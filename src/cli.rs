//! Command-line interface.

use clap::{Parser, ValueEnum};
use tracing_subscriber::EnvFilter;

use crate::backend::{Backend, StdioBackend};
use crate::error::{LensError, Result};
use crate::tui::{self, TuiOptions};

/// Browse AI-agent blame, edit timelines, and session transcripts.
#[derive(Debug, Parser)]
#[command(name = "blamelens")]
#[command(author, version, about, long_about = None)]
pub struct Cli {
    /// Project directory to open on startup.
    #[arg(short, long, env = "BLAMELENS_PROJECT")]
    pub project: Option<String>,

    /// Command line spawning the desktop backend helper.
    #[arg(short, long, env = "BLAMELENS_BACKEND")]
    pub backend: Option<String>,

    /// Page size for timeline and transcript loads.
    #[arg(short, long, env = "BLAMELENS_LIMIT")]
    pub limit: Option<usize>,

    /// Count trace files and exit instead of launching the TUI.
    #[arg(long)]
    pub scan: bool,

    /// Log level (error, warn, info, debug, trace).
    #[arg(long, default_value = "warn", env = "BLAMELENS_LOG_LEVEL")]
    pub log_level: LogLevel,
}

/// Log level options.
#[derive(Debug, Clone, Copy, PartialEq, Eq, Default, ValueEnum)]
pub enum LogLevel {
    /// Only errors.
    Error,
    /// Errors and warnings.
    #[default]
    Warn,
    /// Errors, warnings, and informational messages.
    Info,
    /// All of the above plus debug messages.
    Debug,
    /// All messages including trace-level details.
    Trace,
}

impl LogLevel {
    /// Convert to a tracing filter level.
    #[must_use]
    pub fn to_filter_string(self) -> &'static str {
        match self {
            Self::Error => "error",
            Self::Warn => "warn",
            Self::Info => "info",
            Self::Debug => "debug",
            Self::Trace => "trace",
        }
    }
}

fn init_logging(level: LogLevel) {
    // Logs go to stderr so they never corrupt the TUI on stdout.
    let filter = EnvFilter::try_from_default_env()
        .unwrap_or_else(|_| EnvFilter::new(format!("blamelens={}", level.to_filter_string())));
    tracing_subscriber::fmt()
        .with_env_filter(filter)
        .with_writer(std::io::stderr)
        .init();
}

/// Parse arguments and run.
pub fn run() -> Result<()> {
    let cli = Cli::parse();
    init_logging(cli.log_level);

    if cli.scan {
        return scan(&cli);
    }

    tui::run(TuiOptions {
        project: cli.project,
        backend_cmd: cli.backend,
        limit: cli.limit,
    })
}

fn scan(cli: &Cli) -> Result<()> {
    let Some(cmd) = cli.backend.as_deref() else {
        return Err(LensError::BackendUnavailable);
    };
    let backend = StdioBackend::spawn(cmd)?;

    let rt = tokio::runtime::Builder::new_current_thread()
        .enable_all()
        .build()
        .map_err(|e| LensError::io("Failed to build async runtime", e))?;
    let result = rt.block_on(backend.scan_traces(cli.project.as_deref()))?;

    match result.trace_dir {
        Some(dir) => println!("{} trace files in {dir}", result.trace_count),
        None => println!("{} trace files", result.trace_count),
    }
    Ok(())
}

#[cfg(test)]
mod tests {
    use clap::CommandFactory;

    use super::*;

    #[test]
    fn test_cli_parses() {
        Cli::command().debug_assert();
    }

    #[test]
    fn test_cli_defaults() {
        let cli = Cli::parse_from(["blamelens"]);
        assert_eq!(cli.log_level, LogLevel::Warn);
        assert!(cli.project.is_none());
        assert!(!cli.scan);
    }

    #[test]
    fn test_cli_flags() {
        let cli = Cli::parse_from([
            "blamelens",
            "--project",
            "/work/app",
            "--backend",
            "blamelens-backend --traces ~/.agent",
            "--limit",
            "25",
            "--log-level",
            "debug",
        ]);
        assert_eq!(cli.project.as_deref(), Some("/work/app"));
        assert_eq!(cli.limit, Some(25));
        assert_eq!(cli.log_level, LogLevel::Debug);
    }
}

---

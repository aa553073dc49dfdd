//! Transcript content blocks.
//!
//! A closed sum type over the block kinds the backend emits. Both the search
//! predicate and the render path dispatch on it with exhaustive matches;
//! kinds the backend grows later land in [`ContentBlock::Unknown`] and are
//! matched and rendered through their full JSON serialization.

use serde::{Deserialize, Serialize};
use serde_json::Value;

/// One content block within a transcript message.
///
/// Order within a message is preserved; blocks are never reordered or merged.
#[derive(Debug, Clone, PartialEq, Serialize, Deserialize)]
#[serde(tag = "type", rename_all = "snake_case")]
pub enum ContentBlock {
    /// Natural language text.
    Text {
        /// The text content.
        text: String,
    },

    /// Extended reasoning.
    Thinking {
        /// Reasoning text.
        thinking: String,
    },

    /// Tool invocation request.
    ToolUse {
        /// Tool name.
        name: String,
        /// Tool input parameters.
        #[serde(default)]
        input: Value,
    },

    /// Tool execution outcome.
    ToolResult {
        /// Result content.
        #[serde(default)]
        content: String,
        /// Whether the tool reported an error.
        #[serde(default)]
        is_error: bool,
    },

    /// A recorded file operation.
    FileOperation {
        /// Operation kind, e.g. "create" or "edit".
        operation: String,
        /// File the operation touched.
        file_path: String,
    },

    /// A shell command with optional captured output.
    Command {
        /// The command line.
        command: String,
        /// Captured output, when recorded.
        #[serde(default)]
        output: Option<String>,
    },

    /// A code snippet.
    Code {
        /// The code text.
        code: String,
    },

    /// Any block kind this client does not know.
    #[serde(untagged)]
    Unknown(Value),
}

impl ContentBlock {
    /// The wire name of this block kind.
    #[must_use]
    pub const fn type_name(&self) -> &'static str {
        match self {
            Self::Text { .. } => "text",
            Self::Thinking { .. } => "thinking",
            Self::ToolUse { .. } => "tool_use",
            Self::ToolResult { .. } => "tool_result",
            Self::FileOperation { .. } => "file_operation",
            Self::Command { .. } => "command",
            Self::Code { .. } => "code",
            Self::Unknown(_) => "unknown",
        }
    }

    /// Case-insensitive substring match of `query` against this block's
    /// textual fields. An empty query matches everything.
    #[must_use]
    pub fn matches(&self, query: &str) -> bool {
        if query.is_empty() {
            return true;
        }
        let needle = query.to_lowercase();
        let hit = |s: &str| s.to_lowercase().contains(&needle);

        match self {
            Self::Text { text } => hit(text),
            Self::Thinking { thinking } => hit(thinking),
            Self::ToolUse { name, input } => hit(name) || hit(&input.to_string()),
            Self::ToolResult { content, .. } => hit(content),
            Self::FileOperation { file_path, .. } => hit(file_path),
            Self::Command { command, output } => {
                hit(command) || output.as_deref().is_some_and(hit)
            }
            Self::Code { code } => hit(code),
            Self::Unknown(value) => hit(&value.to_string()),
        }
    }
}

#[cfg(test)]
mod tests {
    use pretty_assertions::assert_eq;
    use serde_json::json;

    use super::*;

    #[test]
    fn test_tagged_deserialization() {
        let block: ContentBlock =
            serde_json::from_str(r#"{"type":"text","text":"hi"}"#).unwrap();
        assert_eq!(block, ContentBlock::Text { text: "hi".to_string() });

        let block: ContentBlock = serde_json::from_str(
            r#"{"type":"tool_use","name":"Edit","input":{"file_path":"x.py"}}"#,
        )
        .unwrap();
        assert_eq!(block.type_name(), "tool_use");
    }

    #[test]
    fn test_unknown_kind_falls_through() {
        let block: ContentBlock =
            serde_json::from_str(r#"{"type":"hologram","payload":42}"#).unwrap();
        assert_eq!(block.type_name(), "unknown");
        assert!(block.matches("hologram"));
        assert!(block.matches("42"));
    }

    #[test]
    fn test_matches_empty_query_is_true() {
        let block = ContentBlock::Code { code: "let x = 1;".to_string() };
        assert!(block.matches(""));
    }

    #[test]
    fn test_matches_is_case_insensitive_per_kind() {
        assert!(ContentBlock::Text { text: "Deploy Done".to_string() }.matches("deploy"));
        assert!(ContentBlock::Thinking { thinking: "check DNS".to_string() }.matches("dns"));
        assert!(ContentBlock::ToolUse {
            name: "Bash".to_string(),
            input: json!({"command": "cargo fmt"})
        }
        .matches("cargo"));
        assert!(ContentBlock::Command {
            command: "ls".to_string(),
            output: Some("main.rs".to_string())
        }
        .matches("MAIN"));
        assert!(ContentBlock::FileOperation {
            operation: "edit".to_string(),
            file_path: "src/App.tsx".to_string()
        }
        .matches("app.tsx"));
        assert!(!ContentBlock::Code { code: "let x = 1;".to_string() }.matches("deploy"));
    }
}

---

Give the number of lines in the listing above that hold the string "recorded", with nothing else.

2